------ Information provided ------

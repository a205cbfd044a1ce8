//! Checkout: turning the cart into backend orders.
//!
//! A checkout submits one order per cart line, strictly in cart order, each
//! with quantity 1 and the line's undiscounted price. Wallet payments are
//! checked against the discounted total before anything is submitted.
//!
//! The backend offers neither batch creation nor cancellation, so a failure
//! part-way through cannot be rolled back. It is reported as
//! [`CheckoutError::PartialFailure`] with the orders already created, and the
//! cart keeps the lines that were not ordered.

use std::sync::{Arc, Mutex};

use serde::{Deserialize, Serialize};
use thiserror::Error;
use tracing::{info, instrument, warn};

use rahat_core::{Money, PaymentMethod};

use crate::api::ApiError;
use crate::backend::StorefrontBackend;
use crate::cart::{Cart, CartItem, CartLineId};
use crate::coupon::CouponResolver;
use crate::error::{ErrorCategory, add_breadcrumb};
use crate::models::{NewOrderProduct, OrderProduct};
use crate::pricing::CheckoutSummary;
use crate::session::Session;
use crate::storage::lock;
use crate::wallet::WalletService;

/// Errors raised by [`CheckoutComposer::process_checkout`].
#[derive(Debug, Error)]
pub enum CheckoutError {
    #[error("Your cart is empty")]
    EmptyCart,

    #[error("Insufficient wallet balance: {balance} available, {required} required")]
    InsufficientBalance { balance: Money, required: Money },

    /// The wallet balance could not be fetched for the precondition check.
    #[error("Could not read wallet balance: {0}")]
    BalanceUnavailable(#[source] ApiError),

    /// The first order failed; nothing was created.
    #[error("Order submission failed: {0}")]
    Submission(#[source] ApiError),

    /// Some orders were created before one failed.
    #[error("Order submission failed after {} orders were created: {source}", .created.len())]
    PartialFailure {
        created: Vec<OrderProduct>,
        failed_line: CartLineId,
        #[source]
        source: ApiError,
    },
}

impl CheckoutError {
    /// Where this error belongs in the UI's error taxonomy.
    #[must_use]
    pub fn category(&self) -> ErrorCategory {
        match self {
            Self::EmptyCart | Self::InsufficientBalance { .. } => ErrorCategory::Validation,
            Self::BalanceUnavailable(e) | Self::Submission(e) => e.category(),
            Self::PartialFailure { .. } => ErrorCategory::PartialCheckout,
        }
    }

    /// The gateway error behind this failure, if any.
    #[must_use]
    pub const fn api_error(&self) -> Option<&ApiError> {
        match self {
            Self::BalanceUnavailable(e) | Self::Submission(e) => Some(e),
            Self::PartialFailure { source, .. } => Some(source),
            Self::EmptyCart | Self::InsufficientBalance { .. } => None,
        }
    }
}

/// Delivery details collected alongside the payment choice.
#[derive(Debug, Clone, Default, PartialEq, Eq, Serialize, Deserialize)]
pub struct CheckoutMetadata {
    /// In-game account id for game credit lines.
    pub player_id: Option<String>,
    /// Contact or recharge number for digital lines.
    pub phone: Option<String>,
    /// Shipping address for physical lines.
    pub address: Option<String>,
}

/// A cart's lines split by how they are delivered.
#[derive(Debug, Clone, Default, PartialEq, Eq)]
pub struct FulfillmentPlan {
    pub digital: Vec<CartLineId>,
    pub physical: Vec<CartLineId>,
}

impl FulfillmentPlan {
    /// Classify every line. Products whose category was not embedded count as
    /// digital.
    #[must_use]
    pub fn from_cart(cart: &Cart) -> Self {
        let (physical, digital): (Vec<&CartItem>, Vec<&CartItem>) = cart
            .lines()
            .iter()
            .partition(|line| line.product.is_physical().unwrap_or(false));

        Self {
            digital: digital.iter().map(|l| l.line_id).collect(),
            physical: physical.iter().map(|l| l.line_id).collect(),
        }
    }

    /// Digital lines need a player id.
    #[must_use]
    pub fn needs_player_id(&self) -> bool {
        !self.digital.is_empty()
    }

    /// Digital lines need a phone number.
    #[must_use]
    pub fn needs_phone(&self) -> bool {
        !self.digital.is_empty()
    }

    /// Physical lines need a shipping address.
    #[must_use]
    pub fn needs_address(&self) -> bool {
        !self.physical.is_empty()
    }

    /// Names of the metadata fields this plan needs but `metadata` lacks.
    #[must_use]
    pub fn missing_fields(&self, metadata: &CheckoutMetadata) -> Vec<&'static str> {
        let blank = |v: &Option<String>| v.as_deref().is_none_or(|s| s.trim().is_empty());

        let mut missing = Vec::new();
        if self.needs_player_id() && blank(&metadata.player_id) {
            missing.push("player_id");
        }
        if self.needs_phone() && blank(&metadata.phone) {
            missing.push("phone");
        }
        if self.needs_address() && blank(&metadata.address) {
            missing.push("address");
        }
        missing
    }
}

/// Result of a fully successful checkout.
#[derive(Debug, Clone, PartialEq)]
pub struct CheckoutOutcome {
    /// One order per cart line, in cart order.
    pub orders: Vec<OrderProduct>,
    pub summary: CheckoutSummary,
}

/// Composes orders from the cart, the applied coupon, and the wallet.
pub struct CheckoutComposer {
    backend: Arc<dyn StorefrontBackend>,
    cart: Arc<Mutex<Cart>>,
    coupon: Arc<CouponResolver>,
    wallet: Arc<WalletService>,
    session: Arc<Session>,
}

impl std::fmt::Debug for CheckoutComposer {
    fn fmt(&self, f: &mut std::fmt::Formatter<'_>) -> std::fmt::Result {
        f.debug_struct("CheckoutComposer")
            .field("cart_lines", &lock(&self.cart).len())
            .finish_non_exhaustive()
    }
}

impl CheckoutComposer {
    #[must_use]
    pub fn new(
        backend: Arc<dyn StorefrontBackend>,
        cart: Arc<Mutex<Cart>>,
        coupon: Arc<CouponResolver>,
        wallet: Arc<WalletService>,
        session: Arc<Session>,
    ) -> Self {
        Self {
            backend,
            cart,
            coupon,
            wallet,
            session,
        }
    }

    /// Price the current cart with the applied coupon.
    #[must_use]
    pub fn summary(&self) -> CheckoutSummary {
        let subtotal = lock(&self.cart).subtotal();
        CheckoutSummary::new(subtotal, self.coupon.applied().as_ref())
    }

    /// Fulfillment split of the current cart.
    #[must_use]
    pub fn plan(&self) -> FulfillmentPlan {
        FulfillmentPlan::from_cart(&lock(&self.cart))
    }

    /// Submit the cart.
    ///
    /// On success the submitted lines are removed rather than the whole cart
    /// cleared, so a line added while the checkout runs stays in the cart.
    ///
    /// # Errors
    ///
    /// - `CheckoutError::EmptyCart` when there is nothing to order
    /// - `CheckoutError::InsufficientBalance` when paying from a wallet that
    ///   cannot cover the total; no order is submitted
    /// - `CheckoutError::BalanceUnavailable` when the wallet could not be read
    /// - `CheckoutError::Submission` when the first order fails
    /// - `CheckoutError::PartialFailure` when a later order fails
    #[instrument(
        skip(self, metadata),
        fields(payment_method = %payment_method, line_count = tracing::field::Empty)
    )]
    pub async fn process_checkout(
        &self,
        metadata: &CheckoutMetadata,
        payment_method: PaymentMethod,
    ) -> Result<CheckoutOutcome, CheckoutError> {
        let lines: Vec<CartItem> = lock(&self.cart).lines().to_vec();
        tracing::Span::current().record("line_count", lines.len());
        if lines.is_empty() {
            return Err(CheckoutError::EmptyCart);
        }

        let subtotal: Money = lines.iter().map(CartItem::price).sum();
        let summary = CheckoutSummary::new(subtotal, self.coupon.applied().as_ref());

        if payment_method == PaymentMethod::Wallet {
            let balance = self
                .wallet
                .balance()
                .await
                .map_err(CheckoutError::BalanceUnavailable)?;
            if balance < summary.total {
                return Err(CheckoutError::InsufficientBalance {
                    balance,
                    required: summary.total,
                });
            }
        }

        info!(
            total = %summary.total,
            player_id = metadata.player_id.as_deref().unwrap_or_default(),
            has_address = metadata.address.is_some(),
            "Submitting checkout"
        );
        add_breadcrumb(
            "checkout",
            "Checkout started",
            Some(&[("payment_method", payment_method.tag())]),
        );

        let mut created: Vec<OrderProduct> = Vec::with_capacity(lines.len());
        for line in &lines {
            let order = NewOrderProduct::single(line.product_id(), payment_method, line.price());
            match self.backend.create_order_product(order).await {
                Ok(order) => created.push(order),
                Err(source) => {
                    self.settle(lines.get(..created.len()).unwrap_or_default());
                    warn!(
                        created = created.len(),
                        failed_line = %line.line_id,
                        error = %source,
                        "Checkout stopped part-way"
                    );
                    let err = if created.is_empty() {
                        CheckoutError::Submission(source)
                    } else {
                        CheckoutError::PartialFailure {
                            created,
                            failed_line: line.line_id,
                            source,
                        }
                    };
                    return Err(self.observed(err));
                }
            }
        }

        self.settle(&lines);
        self.coupon.remove();
        add_breadcrumb("checkout", "Checkout completed", None);
        info!(orders = created.len(), "Checkout completed");

        Ok(CheckoutOutcome {
            orders: created,
            summary,
        })
    }

    /// Orders placed by the signed-in user.
    ///
    /// # Errors
    ///
    /// Returns `ApiError` if the request fails.
    pub async fn order_history(&self) -> Result<Vec<OrderProduct>, ApiError> {
        self.backend.order_products().await.inspect_err(|e| {
            self.session.observe(e);
        })
    }

    /// Drop the lines that became orders and invalidate the caches those
    /// orders affect.
    fn settle(&self, submitted: &[CartItem]) {
        if submitted.is_empty() {
            return;
        }
        {
            let mut cart = lock(&self.cart);
            for line in submitted {
                cart.remove(line.line_id);
            }
        }
        self.wallet.invalidate();
        self.session.invalidate();
    }

    fn observed(&self, err: CheckoutError) -> CheckoutError {
        if let Some(api) = err.api_error() {
            self.session.observe(api);
        }
        err
    }
}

------

Assignment:
Reproduce exactly the lines of the records above from the one with "the payment choice." to the one with "they are delivered.", both included, and leave out everything else.

Answer space:
/// Delivery details collected alongside the payment choice.
#[derive(Debug, Clone, Default, PartialEq, Eq, Serialize, Deserialize)]
pub struct CheckoutMetadata {
    /// In-game account id for game credit lines.
    pub player_id: Option<String>,
    /// Contact or recharge number for digital lines.
    pub phone: Option<String>,
    /// Shipping address for physical lines.
    pub address: Option<String>,
}

/// A cart's lines split by how they are delivered.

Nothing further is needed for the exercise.